Kemudian kedua, kejaksaan ataupun kepolisian dalam proses penyidikan harus melakukan profiling mendalam terhadap tersangka kasus narkoba. Salah satunya, dengan melakukan penelusuran terhadap rekening ataupun transaksi keuangan serta cara hidup orang tersebut.
"Jadi harus dilihat juga profilnya tersangka ini, kalau kemudian, dia sebagai pengguna, dicek juga, karena kalau kemudian hanya keterangan-keterangan dari orang per orang, itu kan kemudian tidak bisa menggambarkan apa-apa," beber Tama.
"Harus dilihat dari transaksi keuangan yang berhubungan dengan tersangka tersebut, termasuk dengan cara hidupnya.
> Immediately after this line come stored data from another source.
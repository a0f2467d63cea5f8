//! YAML schema for submission configs
//!
//! One file describes everything a submission needs: the workspace, the
//! three resources to resolve or create, the command job, and an optional
//! sweep section. Sections convert into the `platform`/`sweep` domain
//! types; serde fills conventional defaults so minimal configs stay short.
//!
//! ```yaml
//! workspace:
//!   subscription_id: 00000000-0000-0000-0000-000000000000
//!   resource_group: ml-rg
//!   workspace_name: ml-ws
//! experiment_name: diabetes-custom-training
//! display_name: diabetes-train-autolog
//! data:
//!   name: diabetes-file
//!   path: diabetes-data/diabetes.csv
//! compute:
//!   name: aml-cluster
//!   size: Standard_DS3_v2
//!   max_instances: 2
//! environment:
//!   name: sklearn-env-custom-training
//!   image: mcr.microsoft.com/azureml/openmpi4.1.0-ubuntu20.04:latest
//!   conda_file: conda.yml
//! job:
//!   code: ./src
//!   command: lanzar train --training_data ${{inputs.input_data}}
//!   inputs:
//!     input_data:
//!       kind: uri_file
//!       path: azureml:diabetes-file:1
//! ```

use std::collections::BTreeMap;
use std::fs;
use std::path::{Path, PathBuf};
use std::time::Duration;

use serde::{Deserialize, Serialize};

use super::{ConfigError, Result};
use crate::platform::job::{CommandJob, InputBinding};
use crate::platform::resources::{
    ComputeSpec, ComputeTier, DataAssetKind, DataAssetSpec, EnvironmentSpec, ResourceId,
};
use crate::platform::Workspace;
use crate::sweep::{
    BanditPolicy, Goal, SamplingAlgorithm, SearchSpace, SweepLimits, SweepSpec,
};

fn default_version() -> String {
    "1".to_string()
}

fn default_code() -> PathBuf {
    PathBuf::from("./src")
}

fn default_max_instances() -> u32 {
    1
}

fn default_idle_seconds() -> u64 {
    60
}

fn default_timeout_seconds() -> u64 {
    3600
}

/// Complete submission configuration
#[derive(Debug, Clone, PartialEq, Serialize, Deserialize)]
pub struct SubmitConfig {
    pub workspace: Workspace,
    pub experiment_name: String,
    pub display_name: String,
    pub data: DataSection,
    pub compute: ComputeSection,
    pub environment: EnvironmentSection,
    pub job: JobSection,
    #[serde(default, skip_serializing_if = "Option::is_none")]
    pub sweep: Option<SweepSection>,
}

/// Data asset registration section
#[derive(Debug, Clone, PartialEq, Serialize, Deserialize)]
pub struct DataSection {
    pub name: String,
    #[serde(default = "default_version")]
    pub version: String,
    #[serde(default)]
    pub kind: DataAssetKind,
    pub path: String,
}

impl DataSection {
    #[must_use]
    pub fn to_spec(&self) -> DataAssetSpec {
        DataAssetSpec::new(
            ResourceId::new(&self.name, &self.version),
            self.kind,
            &self.path,
        )
    }
}

/// Compute cluster section
#[derive(Debug, Clone, PartialEq, Serialize, Deserialize)]
pub struct ComputeSection {
    pub name: String,
    pub size: String,
    #[serde(default)]
    pub min_instances: u32,
    #[serde(default = "default_max_instances")]
    pub max_instances: u32,
    #[serde(default = "default_idle_seconds")]
    pub idle_seconds_before_scale_down: u64,
    #[serde(default)]
    pub tier: ComputeTier,
}

impl ComputeSection {
    #[must_use]
    pub fn to_spec(&self) -> ComputeSpec {
        ComputeSpec {
            name: self.name.clone(),
            size: self.size.clone(),
            min_instances: self.min_instances,
            max_instances: self.max_instances,
            idle_seconds_before_scale_down: self.idle_seconds_before_scale_down,
            tier: self.tier,
        }
    }
}

/// Execution environment section
#[derive(Debug, Clone, PartialEq, Serialize, Deserialize)]
pub struct EnvironmentSection {
    pub name: String,
    #[serde(default = "default_version")]
    pub version: String,
    pub image: String,
    #[serde(default, skip_serializing_if = "Option::is_none")]
    pub conda_file: Option<String>,
}

impl EnvironmentSection {
    #[must_use]
    pub fn to_spec(&self) -> EnvironmentSpec {
        let mut spec = EnvironmentSpec::new(
            ResourceId::new(&self.name, &self.version),
            &self.image,
        );
        if let Some(conda) = &self.conda_file {
            spec = spec.with_conda_file(conda);
        }
        spec
    }

    /// The `name:version` reference jobs carry
    #[must_use]
    pub fn reference(&self) -> String {
        format!("{}:{}", self.name, self.version)
    }
}

/// Command job section
#[derive(Debug, Clone, PartialEq, Serialize, Deserialize)]
pub struct JobSection {
    #[serde(default = "default_code")]
    pub code: PathBuf,
    pub command: String,
    #[serde(default)]
    pub inputs: BTreeMap<String, InputBinding>,
}

/// Hyperparameter sweep section
#[derive(Debug, Clone, PartialEq, Serialize, Deserialize)]
pub struct SweepSection {
    #[serde(default)]
    pub sampling: SamplingAlgorithm,
    pub metric: String,
    #[serde(default)]
    pub goal: Goal,
    pub max_total_trials: usize,
    /// Wall-clock budget in seconds
    #[serde(default = "default_timeout_seconds")]
    pub timeout: u64,
    #[serde(default, skip_serializing_if = "Option::is_none")]
    pub early_termination: Option<BanditPolicy>,
    pub search_space: SearchSpace,
}

impl SweepSection {
    #[must_use]
    pub fn to_spec(&self) -> SweepSpec {
        SweepSpec {
            sampling: self.sampling,
            primary_metric: self.metric.clone(),
            goal: self.goal,
            limits: SweepLimits::new(self.max_total_trials, Duration::from_secs(self.timeout)),
            early_termination: self.early_termination,
            search_space: self.search_space.clone(),
        }
    }
}

impl SubmitConfig {
    /// Build the command job described by the config
    pub fn command_job(&self) -> Result<CommandJob> {
        let mut builder = CommandJob::builder()
            .code(self.job.code.clone())
            .command(&self.job.command)
            .environment(self.environment.reference())
            .compute(&self.compute.name)
            .display_name(&self.display_name)
            .experiment_name(&self.experiment_name);
        for (name, binding) in &self.job.inputs {
            builder = builder.input(name, binding.clone());
        }
        Ok(builder.build()?)
    }

    /// The sweep specification, if the config has a sweep section
    #[must_use]
    pub fn sweep_spec(&self) -> Option<SweepSpec> {
        self.sweep.as_ref().map(SweepSection::to_spec)
    }

    /// Cross-field validation beyond what serde enforces
    ///
    /// Checks the command/input pairing by building the job, and the sweep
    /// section (when present) by validating its spec.
    pub fn validate(&self) -> Result<()> {
        if self.experiment_name.is_empty() {
            return Err(ConfigError::Invalid("experiment_name is empty".to_string()));
        }
        if self.display_name.is_empty() {
            return Err(ConfigError::Invalid("display_name is empty".to_string()));
        }
        let job = self.command_job()?;
        if let Some(spec) = self.sweep_spec() {
            spec.validate()?;
            for name in spec.search_space.names() {
                if job.inputs.contains_key(name) {
                    return Err(ConfigError::Invalid(format!(
                        "swept parameter '{name}' collides with a fixed job input"
                    )));
                }
            }
        }
        Ok(())
    }
}

/// Load and parse a submission config from a YAML file
pub fn load_submit_config(path: impl AsRef<Path>) -> Result<SubmitConfig> {
    let path = path.as_ref();
    let text = fs::read_to_string(path).map_err(|source| ConfigError::Io {
        path: path.to_path_buf(),
        source,
    })?;
    serde_yaml::from_str(&text).map_err(|source| ConfigError::Yaml {
        path: path.to_path_buf(),
        source,
    })
}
Jadi prinsip know your suspek bisa diterapkan disitu, jadi harus jadi pedoman, jadi acuan. Ini dua hal ini menjadi penting yang harus dilakukan dengan sangat hati-hati," tuturnya lagi.
Tama berharap rencana penerapan restorative justice terkait kasus narkoba ini sesuai dengan pedoman Jaksa Agung Nomor 18 Tahun 2021. Sehingga, penerapan restorative justice ini tidak asal-asalan dan sesuai dengan tujuannya.
"Sehingga kemudian, penerapannya tidak serampangan, jangan asal ada narkotika, wah ini pengguna nih, restorative justice, enggak. Tetap harus tegas, karena biar gimanapun Indonesia saat ini sedang perang melawan narkotika," katanya.
Diketahui sebelumnya, Jaksa Agung, Sanitiar Burhanuddin berencana menerapkan restorative justice bagi para pengguna murni narkoba. Rencananya, para pengguna murni narkoba tidak akan dipidana penjara, melainkan direhabilitasi.
Menurut Burhanuddin, hukuman penjara tidak tepat untuk penyalahguna narkotika. penyalahguna narkotika lebih tepat apabila mendapatkan rehabilitasi karena sejalan dengan semangat kebijakan penerapan keadilan restoratif narkotika.